EXERCISE DIRECTIONS: Search the data for "opts". Return each matching line.

Stored data entries:

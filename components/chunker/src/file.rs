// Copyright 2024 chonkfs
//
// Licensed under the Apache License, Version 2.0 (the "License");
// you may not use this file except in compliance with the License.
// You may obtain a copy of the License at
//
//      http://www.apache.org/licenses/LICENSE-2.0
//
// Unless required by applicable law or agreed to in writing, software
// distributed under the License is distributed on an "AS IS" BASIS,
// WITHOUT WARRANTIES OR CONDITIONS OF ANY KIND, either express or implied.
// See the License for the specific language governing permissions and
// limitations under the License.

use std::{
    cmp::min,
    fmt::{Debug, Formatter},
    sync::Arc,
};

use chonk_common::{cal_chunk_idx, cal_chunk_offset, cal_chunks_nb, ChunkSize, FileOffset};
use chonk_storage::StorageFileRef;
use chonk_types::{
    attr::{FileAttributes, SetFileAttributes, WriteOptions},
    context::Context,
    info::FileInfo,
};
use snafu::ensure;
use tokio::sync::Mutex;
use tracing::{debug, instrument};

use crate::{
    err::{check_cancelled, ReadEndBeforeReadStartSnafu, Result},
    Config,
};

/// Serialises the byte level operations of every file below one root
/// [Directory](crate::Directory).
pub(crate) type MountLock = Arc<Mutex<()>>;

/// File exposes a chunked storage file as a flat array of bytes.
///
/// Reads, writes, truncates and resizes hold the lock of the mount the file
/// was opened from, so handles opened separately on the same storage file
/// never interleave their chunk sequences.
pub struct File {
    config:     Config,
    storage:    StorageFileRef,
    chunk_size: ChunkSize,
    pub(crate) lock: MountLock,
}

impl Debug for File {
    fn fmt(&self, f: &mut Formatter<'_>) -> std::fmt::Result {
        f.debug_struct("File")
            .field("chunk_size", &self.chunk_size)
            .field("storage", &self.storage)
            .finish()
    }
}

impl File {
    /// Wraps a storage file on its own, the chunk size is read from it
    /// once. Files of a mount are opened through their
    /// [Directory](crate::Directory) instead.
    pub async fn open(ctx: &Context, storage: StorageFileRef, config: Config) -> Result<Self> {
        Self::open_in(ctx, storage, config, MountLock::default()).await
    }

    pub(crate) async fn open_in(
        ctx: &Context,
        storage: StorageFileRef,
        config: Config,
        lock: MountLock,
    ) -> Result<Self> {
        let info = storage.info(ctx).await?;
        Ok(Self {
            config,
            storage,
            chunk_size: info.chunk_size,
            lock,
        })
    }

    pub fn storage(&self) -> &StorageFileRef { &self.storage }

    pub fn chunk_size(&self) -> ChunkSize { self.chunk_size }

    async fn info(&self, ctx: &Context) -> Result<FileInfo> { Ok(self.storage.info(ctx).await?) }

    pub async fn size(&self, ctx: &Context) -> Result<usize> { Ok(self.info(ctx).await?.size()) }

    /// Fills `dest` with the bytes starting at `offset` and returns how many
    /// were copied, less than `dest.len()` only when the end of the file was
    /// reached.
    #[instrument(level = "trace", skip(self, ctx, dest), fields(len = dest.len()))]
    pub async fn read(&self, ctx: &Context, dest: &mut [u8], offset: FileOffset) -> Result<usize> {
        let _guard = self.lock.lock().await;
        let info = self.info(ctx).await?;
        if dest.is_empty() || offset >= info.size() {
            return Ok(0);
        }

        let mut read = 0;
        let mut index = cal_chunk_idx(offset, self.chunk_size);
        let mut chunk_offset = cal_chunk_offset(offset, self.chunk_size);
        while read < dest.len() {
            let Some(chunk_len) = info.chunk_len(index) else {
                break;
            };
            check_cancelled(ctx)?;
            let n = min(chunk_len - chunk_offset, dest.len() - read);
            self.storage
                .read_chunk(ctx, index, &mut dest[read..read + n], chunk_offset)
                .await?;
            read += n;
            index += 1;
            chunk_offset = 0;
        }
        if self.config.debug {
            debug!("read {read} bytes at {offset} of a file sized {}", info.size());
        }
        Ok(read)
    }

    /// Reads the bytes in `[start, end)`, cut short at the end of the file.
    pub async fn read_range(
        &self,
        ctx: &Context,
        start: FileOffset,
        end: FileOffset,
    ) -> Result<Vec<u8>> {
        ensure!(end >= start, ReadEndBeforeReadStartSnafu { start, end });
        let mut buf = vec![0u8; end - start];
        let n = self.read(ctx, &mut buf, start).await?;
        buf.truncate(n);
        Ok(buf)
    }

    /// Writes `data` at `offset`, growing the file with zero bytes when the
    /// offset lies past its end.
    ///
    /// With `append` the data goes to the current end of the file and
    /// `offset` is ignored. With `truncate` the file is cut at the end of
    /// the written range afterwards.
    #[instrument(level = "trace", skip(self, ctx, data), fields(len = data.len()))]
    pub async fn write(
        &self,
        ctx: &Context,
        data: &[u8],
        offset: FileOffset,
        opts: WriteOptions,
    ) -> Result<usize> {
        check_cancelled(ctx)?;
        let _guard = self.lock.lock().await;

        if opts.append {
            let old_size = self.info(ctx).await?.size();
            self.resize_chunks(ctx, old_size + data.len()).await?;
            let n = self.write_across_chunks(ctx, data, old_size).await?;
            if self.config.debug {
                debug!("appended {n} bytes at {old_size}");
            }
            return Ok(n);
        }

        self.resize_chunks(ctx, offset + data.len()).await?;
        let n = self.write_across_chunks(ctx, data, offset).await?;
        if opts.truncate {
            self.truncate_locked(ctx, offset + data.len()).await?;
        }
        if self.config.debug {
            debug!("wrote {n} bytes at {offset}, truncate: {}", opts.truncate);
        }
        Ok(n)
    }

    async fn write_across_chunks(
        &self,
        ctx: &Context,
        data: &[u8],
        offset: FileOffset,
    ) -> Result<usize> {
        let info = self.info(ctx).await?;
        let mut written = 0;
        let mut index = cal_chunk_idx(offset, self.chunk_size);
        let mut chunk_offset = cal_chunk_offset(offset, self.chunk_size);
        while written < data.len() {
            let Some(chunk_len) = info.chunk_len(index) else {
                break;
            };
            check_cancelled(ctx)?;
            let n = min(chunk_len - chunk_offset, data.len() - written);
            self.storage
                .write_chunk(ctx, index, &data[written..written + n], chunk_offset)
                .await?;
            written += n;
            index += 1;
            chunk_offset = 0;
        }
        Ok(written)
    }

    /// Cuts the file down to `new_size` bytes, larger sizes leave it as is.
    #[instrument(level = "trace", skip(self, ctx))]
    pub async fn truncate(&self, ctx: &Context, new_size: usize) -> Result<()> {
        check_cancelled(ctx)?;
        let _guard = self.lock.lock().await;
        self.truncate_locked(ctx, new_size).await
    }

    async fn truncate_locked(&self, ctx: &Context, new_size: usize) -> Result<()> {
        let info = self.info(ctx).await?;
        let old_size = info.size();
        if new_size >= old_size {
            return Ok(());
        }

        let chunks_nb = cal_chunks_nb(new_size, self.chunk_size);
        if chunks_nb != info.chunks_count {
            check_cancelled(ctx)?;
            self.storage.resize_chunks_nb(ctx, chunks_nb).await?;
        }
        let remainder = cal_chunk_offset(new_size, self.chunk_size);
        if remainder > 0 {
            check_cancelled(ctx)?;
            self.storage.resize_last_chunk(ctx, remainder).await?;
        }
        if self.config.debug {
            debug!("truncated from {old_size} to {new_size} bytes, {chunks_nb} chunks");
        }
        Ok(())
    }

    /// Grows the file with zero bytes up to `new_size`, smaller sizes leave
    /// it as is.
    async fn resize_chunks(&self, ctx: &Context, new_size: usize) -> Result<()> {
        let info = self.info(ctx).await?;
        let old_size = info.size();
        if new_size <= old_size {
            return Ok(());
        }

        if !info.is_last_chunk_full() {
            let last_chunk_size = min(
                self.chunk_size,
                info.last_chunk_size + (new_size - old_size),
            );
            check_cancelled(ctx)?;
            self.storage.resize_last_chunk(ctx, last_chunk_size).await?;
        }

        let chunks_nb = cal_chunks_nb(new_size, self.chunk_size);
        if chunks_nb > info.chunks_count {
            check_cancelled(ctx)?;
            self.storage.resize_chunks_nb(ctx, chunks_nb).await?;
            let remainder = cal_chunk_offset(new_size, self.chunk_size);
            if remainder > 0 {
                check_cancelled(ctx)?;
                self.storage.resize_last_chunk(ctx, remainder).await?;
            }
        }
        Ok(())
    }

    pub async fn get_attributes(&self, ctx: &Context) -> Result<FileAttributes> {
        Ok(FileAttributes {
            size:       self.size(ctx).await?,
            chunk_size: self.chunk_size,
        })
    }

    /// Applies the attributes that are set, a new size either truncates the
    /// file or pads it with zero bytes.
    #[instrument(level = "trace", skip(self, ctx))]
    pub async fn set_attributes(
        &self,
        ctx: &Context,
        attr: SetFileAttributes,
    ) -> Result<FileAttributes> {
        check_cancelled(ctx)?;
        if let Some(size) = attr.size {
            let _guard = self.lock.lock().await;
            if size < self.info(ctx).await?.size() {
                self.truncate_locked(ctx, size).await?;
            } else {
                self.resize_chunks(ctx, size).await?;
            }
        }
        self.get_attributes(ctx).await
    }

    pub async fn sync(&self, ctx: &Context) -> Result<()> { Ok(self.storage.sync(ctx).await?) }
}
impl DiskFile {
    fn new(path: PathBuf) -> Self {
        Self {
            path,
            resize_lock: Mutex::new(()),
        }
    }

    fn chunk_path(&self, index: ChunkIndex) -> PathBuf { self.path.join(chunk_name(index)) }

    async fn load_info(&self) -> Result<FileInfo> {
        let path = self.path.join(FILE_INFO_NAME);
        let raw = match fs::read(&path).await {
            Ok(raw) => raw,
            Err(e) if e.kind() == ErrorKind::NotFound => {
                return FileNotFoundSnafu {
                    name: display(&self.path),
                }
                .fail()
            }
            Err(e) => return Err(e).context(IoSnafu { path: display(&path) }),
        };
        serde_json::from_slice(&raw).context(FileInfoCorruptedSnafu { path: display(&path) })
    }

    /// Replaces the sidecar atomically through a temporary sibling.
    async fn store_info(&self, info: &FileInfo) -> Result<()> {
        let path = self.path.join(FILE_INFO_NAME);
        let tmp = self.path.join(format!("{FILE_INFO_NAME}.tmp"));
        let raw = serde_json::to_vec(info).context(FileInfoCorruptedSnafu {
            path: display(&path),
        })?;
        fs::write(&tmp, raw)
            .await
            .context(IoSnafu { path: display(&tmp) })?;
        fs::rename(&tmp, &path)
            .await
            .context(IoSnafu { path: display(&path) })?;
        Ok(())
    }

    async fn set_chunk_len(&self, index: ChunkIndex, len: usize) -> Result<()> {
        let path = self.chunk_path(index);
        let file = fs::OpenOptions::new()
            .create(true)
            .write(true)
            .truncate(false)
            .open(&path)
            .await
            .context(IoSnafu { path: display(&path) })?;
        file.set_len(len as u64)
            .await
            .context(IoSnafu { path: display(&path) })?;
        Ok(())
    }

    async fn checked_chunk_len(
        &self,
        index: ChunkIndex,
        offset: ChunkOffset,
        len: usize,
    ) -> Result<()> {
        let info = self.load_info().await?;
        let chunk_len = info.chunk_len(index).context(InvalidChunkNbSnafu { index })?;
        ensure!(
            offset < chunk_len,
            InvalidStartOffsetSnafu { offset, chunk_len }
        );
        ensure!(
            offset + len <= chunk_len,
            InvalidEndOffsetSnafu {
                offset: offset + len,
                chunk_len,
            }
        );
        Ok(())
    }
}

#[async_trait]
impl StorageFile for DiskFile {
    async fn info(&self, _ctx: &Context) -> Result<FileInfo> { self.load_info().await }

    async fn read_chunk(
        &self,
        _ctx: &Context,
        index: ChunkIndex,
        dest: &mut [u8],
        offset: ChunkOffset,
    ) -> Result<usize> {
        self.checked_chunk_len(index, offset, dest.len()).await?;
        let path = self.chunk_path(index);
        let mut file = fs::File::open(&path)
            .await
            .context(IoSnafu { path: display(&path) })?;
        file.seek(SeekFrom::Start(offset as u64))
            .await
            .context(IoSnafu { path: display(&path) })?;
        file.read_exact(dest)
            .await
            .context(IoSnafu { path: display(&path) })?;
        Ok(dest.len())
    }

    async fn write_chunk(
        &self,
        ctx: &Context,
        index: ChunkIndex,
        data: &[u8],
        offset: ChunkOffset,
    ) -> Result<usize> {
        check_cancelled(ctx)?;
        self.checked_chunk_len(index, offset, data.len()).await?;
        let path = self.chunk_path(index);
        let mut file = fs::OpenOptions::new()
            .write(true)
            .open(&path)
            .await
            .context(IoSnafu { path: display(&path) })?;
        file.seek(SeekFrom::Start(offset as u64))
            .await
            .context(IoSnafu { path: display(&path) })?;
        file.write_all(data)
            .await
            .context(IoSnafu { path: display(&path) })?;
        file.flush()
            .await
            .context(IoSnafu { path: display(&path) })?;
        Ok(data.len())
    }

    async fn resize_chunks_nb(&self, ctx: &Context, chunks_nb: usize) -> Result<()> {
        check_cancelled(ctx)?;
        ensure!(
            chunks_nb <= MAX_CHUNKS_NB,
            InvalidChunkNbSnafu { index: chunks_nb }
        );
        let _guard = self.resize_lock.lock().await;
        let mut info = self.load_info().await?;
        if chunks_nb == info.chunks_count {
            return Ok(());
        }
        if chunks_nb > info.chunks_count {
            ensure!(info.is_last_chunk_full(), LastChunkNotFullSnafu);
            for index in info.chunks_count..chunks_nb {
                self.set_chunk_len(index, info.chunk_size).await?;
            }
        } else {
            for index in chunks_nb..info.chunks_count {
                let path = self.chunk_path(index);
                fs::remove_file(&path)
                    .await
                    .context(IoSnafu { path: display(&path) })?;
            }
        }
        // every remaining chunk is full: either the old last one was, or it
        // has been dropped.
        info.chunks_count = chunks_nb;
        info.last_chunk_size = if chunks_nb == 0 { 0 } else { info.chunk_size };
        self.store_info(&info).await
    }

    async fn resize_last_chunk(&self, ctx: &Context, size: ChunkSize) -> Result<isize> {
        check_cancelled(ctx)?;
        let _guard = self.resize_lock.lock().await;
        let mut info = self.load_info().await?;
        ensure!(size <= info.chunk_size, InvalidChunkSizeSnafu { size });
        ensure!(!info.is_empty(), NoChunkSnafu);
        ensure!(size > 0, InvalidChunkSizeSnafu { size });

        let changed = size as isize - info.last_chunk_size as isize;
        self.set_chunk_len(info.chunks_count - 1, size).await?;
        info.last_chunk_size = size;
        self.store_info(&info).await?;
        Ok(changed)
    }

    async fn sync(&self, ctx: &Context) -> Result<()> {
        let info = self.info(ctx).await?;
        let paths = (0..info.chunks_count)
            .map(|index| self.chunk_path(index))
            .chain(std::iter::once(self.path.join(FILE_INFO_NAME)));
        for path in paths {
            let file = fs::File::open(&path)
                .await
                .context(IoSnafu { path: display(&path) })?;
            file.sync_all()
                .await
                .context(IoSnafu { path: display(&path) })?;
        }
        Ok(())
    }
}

PROBLEM SOLUTION:
        opts: WriteOptions,
        if opts.append {
        if opts.truncate {
            debug!("wrote {n} bytes at {offset}, truncate: {}", opts.truncate);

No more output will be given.